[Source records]
[Start of section]

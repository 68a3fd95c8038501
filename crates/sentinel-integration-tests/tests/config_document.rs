//! Configuration files driving evaluation settings.

use std::fs;

use sentinel_config::{Config, ConfigError, ConfigLayer};
use sentinel_permissions::{
    CacheSettings, MissingGroupPolicy, PermissionDocument, PermissionError, PermissionSettings,
    PermissionStore, PrecedenceMode, ProfileId,
};

const DOCUMENT: &str = r#"
[[groups]]
id = "default"
permissions = ["chat.*"]

[[profiles]]
id = "0f8fad5b-d9cb-469f-a165-70867728950e"
name = "steve"
permissions = ["-chat.*", "chat.say"]
groups = ["default", "ghost"]
"#;

fn settings_from(config: &Config) -> PermissionSettings {
    PermissionSettings {
        precedence: config.permissions.precedence.parse::<PrecedenceMode>().unwrap(),
        max_inheritance_depth: config.permissions.max_inheritance_depth,
        max_visited_groups: config.permissions.max_visited_groups,
        missing_groups: config
            .permissions
            .missing_groups
            .parse::<MissingGroupPolicy>()
            .unwrap(),
        cache: CacheSettings {
            enabled: config.cache.enabled,
            max_decisions_per_profile: config.cache.max_decisions_per_profile,
        },
    }
}

fn store_from(config: &Config) -> (PermissionStore, ProfileId) {
    let path = config.store.document.as_ref().unwrap();
    let document = PermissionDocument::load(path).unwrap();
    let store = PermissionStore::new(settings_from(config));
    store.load_groups(document.parse_groups().unwrap()).unwrap();
    let profile = document.parse_profiles().unwrap().remove(0);
    let id = profile.id;
    store.load_profile(profile).unwrap();
    (store, id)
}

#[test]
fn test_config_file_points_at_document() {
    let dir = tempfile::tempdir().unwrap();
    let document = dir.path().join("permissions.toml");
    fs::write(&document, DOCUMENT).unwrap();

    let config_path = dir.path().join("sentinel.toml");
    fs::write(
        &config_path,
        format!(
            "[store]\ndocument = {:?}\n\n[cache]\nenabled = false\n",
            document.display().to_string()
        ),
    )
    .unwrap();

    let config = Config::load_file(&config_path).unwrap();
    assert_eq!(config.store.document.as_deref(), Some(document.as_path()));
    assert!(!config.cache.enabled);

    let (store, id) = store_from(&config);
    // Exact beats wildcard regardless of order.
    assert!(store.has_effective_permission(&id, "chat.say"));
    assert!(!store.has_effective_permission(&id, "chat.shout"));
    assert_eq!(store.cache_stats().hits, 0);
}

#[test]
fn test_precedence_and_missing_group_policy_from_config() {
    let dir = tempfile::tempdir().unwrap();
    let document = dir.path().join("permissions.toml");
    fs::write(&document, DOCUMENT).unwrap();

    let config_path = dir.path().join("sentinel.toml");
    fs::write(
        &config_path,
        format!(
            "[permissions]\nprecedence = \"source\"\nmissing_groups = \"deny\"\n\n[store]\ndocument = {:?}\n",
            document.display().to_string()
        ),
    )
    .unwrap();

    let config = Config::load_file(&config_path).unwrap();
    let (store, id) = store_from(&config);

    // The profile references a group that does not exist.
    assert!(!store.has_effective_permission(&id, "chat.say"));
    assert!(matches!(
        store.check(&id, "chat.say"),
        Err(PermissionError::UnknownGroup { .. })
    ));
}

#[test]
fn test_source_precedence_lets_profile_decide() {
    let dir = tempfile::tempdir().unwrap();
    let document = dir.path().join("permissions.toml");
    fs::write(&document, DOCUMENT).unwrap();

    let config_path = dir.path().join("sentinel.toml");
    fs::write(
        &config_path,
        format!(
            "[permissions]\nprecedence = \"source\"\n\n[store]\ndocument = {:?}\n",
            document.display().to_string()
        ),
    )
    .unwrap();

    let config = Config::load_file(&config_path).unwrap();
    let (store, id) = store_from(&config);

    // The profile's own `-chat.*` matches first, so the group grant never
    // gets a say.
    assert!(!store.has_effective_permission(&id, "chat.shout"));
    assert!(store.has_effective_permission(&id, "chat.say"));
}

#[test]
fn test_user_layer_is_recorded() {
    let home = tempfile::tempdir().unwrap();
    let user_dir = home.path().join(".sentinel");
    fs::create_dir_all(&user_dir).unwrap();
    fs::write(
        user_dir.join("config.toml"),
        "[permissions]\nmax_inheritance_depth = 4\n",
    )
    .unwrap();

    let resolved = Config::load_with_home(None, home.path()).unwrap();
    assert_eq!(resolved.config.permissions.max_inheritance_depth, 4);
    assert_eq!(
        resolved.source_of("permissions.max_inheritance_depth"),
        Some(&ConfigLayer::User)
    );
}

#[test]
fn test_invalid_settings_are_rejected_before_evaluation() {
    let dir = tempfile::tempdir().unwrap();
    let config_path = dir.path().join("sentinel.toml");
    fs::write(&config_path, "[permissions]\nprecedence = \"loudest\"\n").unwrap();

    assert!(matches!(
        Config::load_file(&config_path),
        Err(ConfigError::ValidationError { .. })
    ));
}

[End of section]

HOW TO COMPLETE THIS TASK — Line by line, copy the records exactly.

WRITTEN SOLUTION —
repository 68a3fd95c8038501
filename crates/sentinel-integration-tests/tests/config_document.rs
//! Configuration files driving evaluation settings.

use std::fs;

use sentinel_config::{Config, ConfigError, ConfigLayer};
use sentinel_permissions::{
    CacheSettings, MissingGroupPolicy, PermissionDocument, PermissionError, PermissionSettings,
    PermissionStore, PrecedenceMode, ProfileId,
};

const DOCUMENT: &str = r#"
[[groups]]
id = "default"
permissions = ["chat.*"]

[[profiles]]
id = "0f8fad5b-d9cb-469f-a165-70867728950e"
name = "steve"
permissions = ["-chat.*", "chat.say"]
groups = ["default", "ghost"]
"#;

fn settings_from(config: &Config) -> PermissionSettings {
    PermissionSettings {
        precedence: config.permissions.precedence.parse::<PrecedenceMode>().unwrap(),
        max_inheritance_depth: config.permissions.max_inheritance_depth,
        max_visited_groups: config.permissions.max_visited_groups,
        missing_groups: config
            .permissions
            .missing_groups
            .parse::<MissingGroupPolicy>()
            .unwrap(),
        cache: CacheSettings {
            enabled: config.cache.enabled,
            max_decisions_per_profile: config.cache.max_decisions_per_profile,
        },
    }
}

fn store_from(config: &Config) -> (PermissionStore, ProfileId) {
    let path = config.store.document.as_ref().unwrap();
    let document = PermissionDocument::load(path).unwrap();
    let store = PermissionStore::new(settings_from(config));
    store.load_groups(document.parse_groups().unwrap()).unwrap();
    let profile = document.parse_profiles().unwrap().remove(0);
    let id = profile.id;
    store.load_profile(profile).unwrap();
    (store, id)
}

#[test]
fn test_config_file_points_at_document() {
    let dir = tempfile::tempdir().unwrap();
    let document = dir.path().join("permissions.toml");
    fs::write(&document, DOCUMENT).unwrap();

    let config_path = dir.path().join("sentinel.toml");
    fs::write(
        &config_path,
        format!(
            "[store]\ndocument = {:?}\n\n[cache]\nenabled = false\n",
            document.display().to_string()
        ),
    )
    .unwrap();

    let config = Config::load_file(&config_path).unwrap();
    assert_eq!(config.store.document.as_deref(), Some(document.as_path()));
    assert!(!config.cache.enabled);

    let (store, id) = store_from(&config);
    // Exact beats wildcard regardless of order.
    assert!(store.has_effective_permission(&id, "chat.say"));
    assert!(!store.has_effective_permission(&id, "chat.shout"));
    assert_eq!(store.cache_stats().hits, 0);
}

#[test]
fn test_precedence_and_missing_group_policy_from_config() {
    let dir = tempfile::tempdir().unwrap();
    let document = dir.path().join("permissions.toml");
    fs::write(&document, DOCUMENT).unwrap();

    let config_path = dir.path().join("sentinel.toml");
    fs::write(
        &config_path,
        format!(
            "[permissions]\nprecedence = \"source\"\nmissing_groups = \"deny\"\n\n[store]\ndocument = {:?}\n",
            document.display().to_string()
        ),
    )
    .unwrap();

    let config = Config::load_file(&config_path).unwrap();
    let (store, id) = store_from(&config);

    // The profile references a group that does not exist.
    assert!(!store.has_effective_permission(&id, "chat.say"));
    assert!(matches!(
        store.check(&id, "chat.say"),
        Err(PermissionError::UnknownGroup { .. })
    ));
}

#[test]
fn test_source_precedence_lets_profile_decide() {
    let dir = tempfile::tempdir().unwrap();
    let document = dir.path().join("permissions.toml");
    fs::write(&document, DOCUMENT).unwrap();

    let config_path = dir.path().join("sentinel.toml");
    fs::write(
        &config_path,
        format!(
            "[permissions]\nprecedence = \"source\"\n\n[store]\ndocument = {:?}\n",
            document.display().to_string()
        ),
    )
    .unwrap();

    let config = Config::load_file(&config_path).unwrap();
    let (store, id) = store_from(&config);

    // The profile's own `-chat.*` matches first, so the group grant never
    // gets a say.
    assert!(!store.has_effective_permission(&id, "chat.shout"));
    assert!(store.has_effective_permission(&id, "chat.say"));
}

#[test]
fn test_user_layer_is_recorded() {
    let home = tempfile::tempdir().unwrap();
    let user_dir = home.path().join(".sentinel");
    fs::create_dir_all(&user_dir).unwrap();
    fs::write(
        user_dir.join("config.toml"),
        "[permissions]\nmax_inheritance_depth = 4\n",
    )
    .unwrap();

    let resolved = Config::load_with_home(None, home.path()).unwrap();
    assert_eq!(resolved.config.permissions.max_inheritance_depth, 4);
    assert_eq!(
        resolved.source_of("permissions.max_inheritance_depth"),
        Some(&ConfigLayer::User)
    );
}

#[test]
fn test_invalid_settings_are_rejected_before_evaluation() {
    let dir = tempfile::tempdir().unwrap();
    let config_path = dir.path().join("sentinel.toml");
    fs::write(&config_path, "[permissions]\nprecedence = \"loudest\"\n").unwrap();

    assert!(matches!(
        Config::load_file(&config_path),
        Err(ConfigError::ValidationError { .. })
    ));
}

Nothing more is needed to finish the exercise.